PF aponta fraude de R$ 17 bilhões em esquema entre Banco Master e BRB
Segundo os relatórios da Polícia Federal, o total de transferências do Banco de Brasília para operações incompatíveis com a higidez da instituição alcançou R$ 20 bilhões

A Polícia Federal (PF) concluiu que as fraudes praticadas entre o Banco Master e o Banco de Brasília (BRB) somaram cerca de R$ 17 bilhões. As investigações, cujos arquivos tiveram o sigilo derrubado pelo ministro André Mendonça, do Supremo Tribunal Federal (STF), apontam que as operações fictícias foram estruturadas mediante a produção massiva de documentos falsos e o uso de uma empresa de fachada. O banqueiro Daniel Vorcaro, proprietário do Banco Master, e Paulo Henrique Costa, ex-presidente do BRB, estão presos.

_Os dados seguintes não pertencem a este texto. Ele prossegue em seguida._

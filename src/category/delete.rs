//! Category deletion endpoint.

use std::sync::{Arc, Mutex};

use axum::{
    extract::{FromRef, Path, State},
    response::{IntoResponse, Response},
};
use rusqlite::Connection;

use crate::{
    AppState, Error, alert::Alert, category::delete_category, database_id::CategoryId,
};

/// The state needed for deleting a category.
#[derive(Debug, Clone)]
pub struct DeleteCategoryState {
    pub db_connection: Arc<Mutex<Connection>>,
}

impl FromRef<AppState> for DeleteCategoryState {
    fn from_ref(state: &AppState) -> Self {
        Self {
            db_connection: state.db_connection.clone(),
        }
    }
}

/// Handle category deletion. Returns success alert or error.
pub async fn delete_category_endpoint(
    Path(category_id): Path<CategoryId>,
    State(state): State<DeleteCategoryState>,
) -> Response {
    let connection = match state.db_connection.lock() {
        Ok(connection) => connection,
        Err(error) => {
            tracing::error!("could not acquire database lock: {error}");
            return Error::DatabaseLockError.into_alert_response();
        }
    };

    match delete_category(category_id, &connection) {
        Ok(_) => Alert::SuccessSimple {
            message: "Category deleted successfully".to_owned(),
        }
        .into_response(),
        Err(Error::DeleteMissingCategory) => Error::DeleteMissingCategory.into_alert_response(),
        Err(error) => {
            tracing::error!(
                "An unexpected error occurred while deleting category {category_id}: {error}"
            );
            error.into_alert_response()
        }
    }
}
#![allow(missing_docs)]

pub(crate) mod db;
pub(crate) mod form;
pub(crate) mod html;
pub(crate) mod http;

pub(crate) use db::{get_test_connection, get_test_connection_mutex};
pub(crate) use form::{
    assert_form_error_message, assert_form_input, assert_form_input_with_value, assert_form_select,
    assert_form_submit_button, assert_form_submit_button_with_text, assert_hx_endpoint,
    must_get_form,
};
pub(crate) use html::{
    assert_valid_html, count_elements, must_get_text, parse_html_document, parse_html_fragment,
};
pub(crate) use http::{assert_content_type, assert_hx_redirect, get_header};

Operações fictícias e prejuízo bilionário
Segundo os relatórios da PF, o total de transferências do Banco de Brasília para operações incompatíveis com a higidez da instituição alcançou R$ 20 bilhões. O esquema fundamentava-se na venda de carteiras de crédito fictícias do Master ao banco estatal do Distrito Federal.
Diante das sérias dificuldades de liquidez enfrentadas a partir de 2024, o Master recorreu à venda desses ativos para obter recursos de forma célere.
Em 2025, o BRB tentou adquirir o Banco Master, mas a transação foi rejeitada pelo Banco Central. Na sequência, a instituição de Vorcaro foi liquidada, deixando para o BRB um prejuízo bilionário que ainda não foi totalmente calculado ou coberto.
Empresa de fachada e automação de fraudes
Para viabilizar as transações e tentar conferir lastro aos créditos, foi constituída a Tirreno, apontada pela investigação como empresa de fachada. A Tirreno repassava créditos ao Master, que, por sua vez, os vendia ao BRB — uma tentativa de simular capacidade operacional no crédito consignado, segmento no qual o Master não possuía histórico ou estrutura suficientes.
A investigação revelou que a equipe de tecnologia do Banco Master utilizava scripts e códigos automatizados para gerar Cédulas de Crédito Bancário (CCBs) em lote. Os dados eram extraídos de bases antigas, como as do programa CredCesta.
O esquema envolveu a fabricação automatizada de 2,7 mil procurações falsas, simulando autorizações de clientes. Dessas, 1.785 foram enviadas ao BRB, relativas a créditos originados pela Tirreno.
Veja vídeo:
Propina de R$ 146,5 milhões e supressão de controles
A Polícia Federal apontou uma "prática de corrupção explícita" e atuação dolosa por parte da alta administração do BRB. Mesmo diante de pareceres jurídicos desfavoráveis, alertas técnicos e da ausência de lastro, a diretoria do BRB acelerava as aprovações, suprimindo controles de governança e flexibilizando limites prudenciais para favorecer o Master.
Como contrapartida, Daniel Vorcaro pagou R$ 146,5 milhões em propina a Paulo Henrique Costa. A propina foi operacionalizada por meio da aquisição de pelo menos seis imóveis de alto padrão localizados em São Paulo e Brasília.
A identificação dessa transação motivou a decretação da prisão do ex-presidente do BRB em abril, durante a quarta fase da Operação Compliance Zero.
Entre o material apreendido, a PF identificou também um grupo de WhatsApp mantido por Vorcaro com seus advogados, intitulado "Daniel e os leões", utilizado para o envio de documentos relacionados às operações.